Collected data
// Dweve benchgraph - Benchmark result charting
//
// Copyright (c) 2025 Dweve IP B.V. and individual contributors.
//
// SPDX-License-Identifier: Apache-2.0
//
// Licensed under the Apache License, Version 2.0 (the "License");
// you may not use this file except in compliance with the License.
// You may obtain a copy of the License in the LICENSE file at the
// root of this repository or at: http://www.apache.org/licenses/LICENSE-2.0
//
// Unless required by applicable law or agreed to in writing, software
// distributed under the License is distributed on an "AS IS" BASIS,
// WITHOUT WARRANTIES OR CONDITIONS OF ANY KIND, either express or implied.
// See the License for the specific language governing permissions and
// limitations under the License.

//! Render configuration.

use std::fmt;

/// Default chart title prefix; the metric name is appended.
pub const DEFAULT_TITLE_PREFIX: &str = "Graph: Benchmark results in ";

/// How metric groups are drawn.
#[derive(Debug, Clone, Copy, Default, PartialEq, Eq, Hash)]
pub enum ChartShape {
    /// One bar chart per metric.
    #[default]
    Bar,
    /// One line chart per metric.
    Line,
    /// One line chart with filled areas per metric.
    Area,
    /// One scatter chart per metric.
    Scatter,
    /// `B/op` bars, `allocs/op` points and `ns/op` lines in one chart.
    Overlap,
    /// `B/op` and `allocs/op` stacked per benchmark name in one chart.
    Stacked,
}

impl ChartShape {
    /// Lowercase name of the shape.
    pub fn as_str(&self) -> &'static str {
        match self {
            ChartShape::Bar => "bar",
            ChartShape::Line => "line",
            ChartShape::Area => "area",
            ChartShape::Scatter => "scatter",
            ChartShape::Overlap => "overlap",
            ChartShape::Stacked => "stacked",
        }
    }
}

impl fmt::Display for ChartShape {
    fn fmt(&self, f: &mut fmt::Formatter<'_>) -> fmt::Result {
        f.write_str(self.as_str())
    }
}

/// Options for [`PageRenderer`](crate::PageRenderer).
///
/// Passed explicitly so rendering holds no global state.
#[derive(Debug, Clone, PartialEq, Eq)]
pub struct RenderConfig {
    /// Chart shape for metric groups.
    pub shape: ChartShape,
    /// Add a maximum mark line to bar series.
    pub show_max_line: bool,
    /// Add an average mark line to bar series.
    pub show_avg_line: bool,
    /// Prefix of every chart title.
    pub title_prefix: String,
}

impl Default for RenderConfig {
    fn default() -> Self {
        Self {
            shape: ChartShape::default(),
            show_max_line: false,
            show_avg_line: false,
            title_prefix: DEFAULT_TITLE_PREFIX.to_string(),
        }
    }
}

__EXERCISE INSTRUCTIONS__
Say, as a bare number, how many lines in the entries above include the string "Overlap".

__TASK RESULT__
2